The knowledge of clinical features and, particularly, histopathological spectrum of EWSR1-PATZ1-rearranged spindle and round cell sarcomas (EPS) remains limited. For this reason, we report the largest clinicopathological study of EPS to date. Nine cases were collected, consisting of four males and five females ranging in age from 10 to 81 years (average: 49 years). Five tumors occurred in abdominal wall soft tissues, three in the thorax, and one in the back of the neck. Tumor sizes ranged from 2.5 to 18 cm (average 6.6 cm). Five patients had follow-up with an average of 38 months (range: 18-60 months). Two patients had no recurrence or metastasis 19 months after diagnosis.
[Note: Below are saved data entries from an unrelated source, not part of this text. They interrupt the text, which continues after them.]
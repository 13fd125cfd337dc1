// otto-rs: Guided git release assistant
//
// SPDX-FileCopyrightText: 2026 Romeo Ahmed
// SPDX-License-Identifier: GPL-3.0-or-later

//! Release command: build, commit, bump, push.
//!
//! ```text
//! plan      bump / build / push / "Start Release?"   (cancel: nothing done)
//! pipeline  fetch origin <default branch> (lenient)
//!           <pm> install, <pm> run build             (per build mode)
//!           git add .
//! commit    staged diff --> AI suggestion --> edit --> git commit
//!           (no diff, AI error or commit error: no commit, continue)
//! publish   <pm> version <bump> --> git push origin HEAD --tags
//!           ok:   telemetry
//!           fail: delete tag + reset --soft HEAD~1 (only if the bump moved HEAD)
//! ```

use tracing::{debug, info, warn};

use super::Session;
use crate::cli::release::ReleaseArgs;
use crate::error::{OttoResult, Result};
use crate::git::{Git, PushMode, ResetMode};
use crate::package::{BuildMode, VersionBump};
use crate::prompt::{Choice, InputRequest, Prompt, choose};
use crate::services::ReleaseEvent;
use crate::ui::text::wrap;
use crate::ui::{self, Spinner};

/// Width of the AI summary shown before the commit prompt.
const SUMMARY_WIDTH: usize = 60;

/// Choices made before anything runs.
#[derive(Debug, Clone, Copy, PartialEq, Eq)]
pub struct ReleasePlan {
    pub bump: VersionBump,
    pub build: BuildMode,
    pub push: PushMode,
}

/// What ends up in the release record.
#[derive(Debug, Clone, PartialEq, Eq)]
pub struct CommitRecord {
    pub message: String,
    pub description: String,
}

impl CommitRecord {
    /// Record for a release without a commit of its own.
    #[must_use]
    pub fn none() -> Self {
        Self {
            message: "Manual/No Commit".to_string(),
            description: "No changes".to_string(),
        }
    }
}

/// Main handler for the release command.
///
/// # Errors
///
/// Returns `OttoError::Aborted` if a prompt is aborted. Every other failure
/// is reported on screen.
pub async fn run_release_command(session: &mut Session<'_>, args: &ReleaseArgs) -> Result<()> {
    if !session.require_repository() {
        return Ok(());
    }
    let Some(plan) = gather_plan(session.prompt, args)? else {
        debug!("release cancelled");
        return Ok(());
    };
    info!(?plan, "starting release");

    if !run_pipeline(session, plan.build) {
        return Ok(());
    }
    let Some(record) = commit_staged(session).await? else {
        return Ok(());
    };
    publish(session, plan, record).await;
    Ok(())
}

/// Ask for every option not given on the command line, then confirm.
/// `None` if the user backs out.
///
/// # Errors
///
/// Returns `OttoError::Aborted` if a prompt is aborted.
pub fn gather_plan(prompt: &mut dyn Prompt, args: &ReleaseArgs) -> OttoResult<Option<ReleasePlan>> {
    let bump = match args.bump {
        Some(bump) => bump,
        None => match choose(prompt, "Release Type", &bump_choices()).into_result()? {
            Some(bump) => bump,
            None => return Ok(None),
        },
    };
    let build = match args.build {
        Some(build) => build,
        None => match choose(prompt, "Build Options", &build_choices()).into_result()? {
            Some(build) => build,
            None => return Ok(None),
        },
    };
    let push = match args.push {
        Some(push) => push,
        None => match choose(prompt, "Push Mode", &push_choices()).into_result()? {
            Some(push) => push,
            None => return Ok(None),
        },
    };
    if !args.yes && prompt.confirm("Start Release?", true).into_result()? != Some(true) {
        return Ok(None);
    }
    Ok(Some(ReleasePlan { bump, build, push }))
}

fn bump_choices() -> [Choice<VersionBump>; 4] {
    [
        Choice::new(VersionBump::Patch, "Patch").hint("Bug fixes"),
        Choice::new(VersionBump::Minor, "Minor").hint("New features"),
        Choice::new(VersionBump::Major, "Major").hint("Breaking changes"),
        Choice::new(VersionBump::None, "Snapshot").hint("No version bump"),
    ]
}

fn build_choices() -> [Choice<BuildMode>; 3] {
    [
        Choice::new(BuildMode::Full, "Full Build").hint("Install deps + build"),
        Choice::new(BuildMode::Install, "Install Only").hint("Install deps, skip build"),
        Choice::new(BuildMode::Skip, "Skip Build").hint("Just commit and push"),
    ]
}

fn push_choices() -> [Choice<PushMode>; 2] {
    [
        Choice::new(PushMode::Safe, "Safe Push").hint("Standard push"),
        Choice::new(PushMode::Force, "Force Push").hint("Overwrite remote"),
    ]
}

/// Fetch, install, build and stage. False if a step failed.
fn run_pipeline(session: &Session<'_>, build: BuildMode) -> bool {
    let spinner = Spinner::start("Syncing origin...");
    match pipeline_steps(session, build, &spinner) {
        Ok(missing_build_script) => {
            spinner.stop("Pipeline Ready");
            if missing_build_script {
                ui::info("No build script declared, build skipped.");
            }
            true
        }
        Err(err) => {
            spinner.stop("Pipeline Failed");
            ui::note("Error", &err.user_message());
            false
        }
    }
}

/// Returns true if a full build was requested but there is no build script.
fn pipeline_steps(session: &Session<'_>, build: BuildMode, spinner: &Spinner) -> OttoResult<bool> {
    if let Err(err) = session.git.fetch_branch(&session.git.default_branch_name()) {
        debug!(error = %err, "pre-flight fetch failed");
    }

    let mut missing_build_script = false;
    if build != BuildMode::Skip {
        spinner.message("Installing dependencies...");
        session.package.install()?;

        if build == BuildMode::Full {
            if session.package.has_build_script() {
                spinner.message("Building project...");
                session.package.build()?;
            } else {
                missing_build_script = true;
            }
        }
    }

    spinner.message("Staging files...");
    session.git.stage_all()?;
    Ok(missing_build_script)
}

/// Commit whatever is staged with an AI-suggested message.
///
/// `None` if the user cancelled the commit message, which ends the release.
async fn commit_staged(session: &mut Session<'_>) -> Result<Option<CommitRecord>> {
    let diff = session.git.staged_raw_diff();
    if diff.is_empty() {
        ui::note("ℹ Skip", "No changes to commit");
        return Ok(Some(CommitRecord::none()));
    }

    let spinner = Spinner::start("🤖 AI Analyzing changes");
    let suggestion = match session.generator.generate(&diff).await {
        Ok(suggestion) => {
            spinner.stop("✔ AI Analysis Complete");
            suggestion
        }
        Err(err) => {
            spinner.stop("✖ AI Failed");
            warn!(error = %err, "commit message generation failed");
            ui::note("⚠ warning", "AI Generation failed or commit aborted");
            return Ok(Some(CommitRecord::none()));
        }
    };

    ui::note("📋 AI Summary", &wrap(&suggestion.desc, SUMMARY_WIDTH));
    let request = InputRequest::new("Commit Message").initial(&suggestion.msg);
    let Some(message) = session.prompt.input(&request).into_result()? else {
        debug!("commit message cancelled");
        return Ok(None);
    };

    if let Err(err) = session.git.commit(&message) {
        warn!(error = %err, "commit failed");
        ui::note("⚠ warning", "AI Generation failed or commit aborted");
        return Ok(Some(CommitRecord::none()));
    }
    ui::success("Committed");
    Ok(Some(CommitRecord {
        message,
        description: suggestion.desc,
    }))
}

/// Bump, push, record. Rolls the bump back if the push fails.
async fn publish(session: &Session<'_>, plan: ReleasePlan, record: CommitRecord) {
    let git = &session.git;
    let head_before = git.head_hash();

    let start = if plan.bump.level().is_some() {
        format!("🔖 Bumping {}...", plan.bump)
    } else {
        "🚀 Preparing push...".to_string()
    };
    let spinner = Spinner::start(start);

    let pushed = session.package.bump_version(plan.bump).and_then(|()| {
        spinner.message("🚀 Pushing to origin");
        git.push_head(plan.push)
    });

    match pushed {
        Ok(()) => {
            let event = ReleaseEvent {
                user: git.current_user(),
                branch: git.current_branch().to_string(),
                kind: plan.bump.to_string(),
                message: record.message,
                description: record.description,
            };
            session.telemetry.record(&event).await;
            spinner.stop("✔ Deployed");
            info!(bump = %plan.bump, "released");
        }
        Err(err) => {
            spinner.stop("✖ Push Failed. Rolling back");
            ui::note("Error", &err.user_message());
            if roll_back_bump(git, plan.bump, head_before.as_deref()) {
                ui::note("✅ Rollback", "Tag deleted & commit reset.");
            }
        }
    }
}

/// Undo the commit and tag created by the version bump.
///
/// Does nothing unless a bump was requested and HEAD moved since
/// `head_before`, so a commit made earlier in the release is never
/// unwound. Failures are logged and swallowed. Returns true if the reset
/// went through.
pub fn roll_back_bump(git: &Git, bump: VersionBump, head_before: Option<&str>) -> bool {
    if bump.level().is_none() {
        return false;
    }
    let head_now = git.head_hash();
    if head_now.is_none() || head_now.as_deref() == head_before {
        debug!("version bump created no commit, nothing to roll back");
        return false;
    }

    if let Some(tag) = git.latest_tag()
        && let Err(err) = git.delete_tag(&tag)
    {
        warn!(%tag, error = %err, "could not delete release tag");
    }
    match git.reset(ResetMode::Soft, "HEAD~1") {
        Ok(()) => true,
        Err(err) => {
            warn!(error = %err, "could not reset version bump commit");
            false
        }
    }
}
Four patients developed multifocal pleural or pulmonary metastasis and were treated variably by surgery, radiotherapy, and chemotherapy. The latter seemed to have little to no clinical benefit. One of the four patients was free of disease 60 months after diagnosis, two patients were alive with disease at 18 and 60 months, respectively. Morphologically, low, intermediate, and high-grade sarcomas composed of a variable mixture of spindled, ovoid, epithelioid, and round cells were seen. The architectural and stromal features also varied, resulting in a broad morphologic spectrum. Immunohistochemically, the following markers were most consistently expressed: S100-protein (7/9 cases), GFAP (7/8), MyoD1 (8/9), Pax-7 (4/5), desmin (7/9), and AE1/3 (4/9). By next-generation sequencing, all cases revealed EWSR1-PATZ1 gene fusion. In addition, 3/6 cases tested harbored CDKN2A deletion, while CDKN2B deletion and TP53 mutation were detected in one case each. Our findings confirm that EPS is a clinicopathologic entity, albeit with a broad morphologic spectrum. The uneventful outcome in some of our cases indicates that a subset of EPS might follow a more indolent clinical course than previously appreciated. Additional studies are needed to validate whether any morphological and/or molecular attributes have a prognostic impact.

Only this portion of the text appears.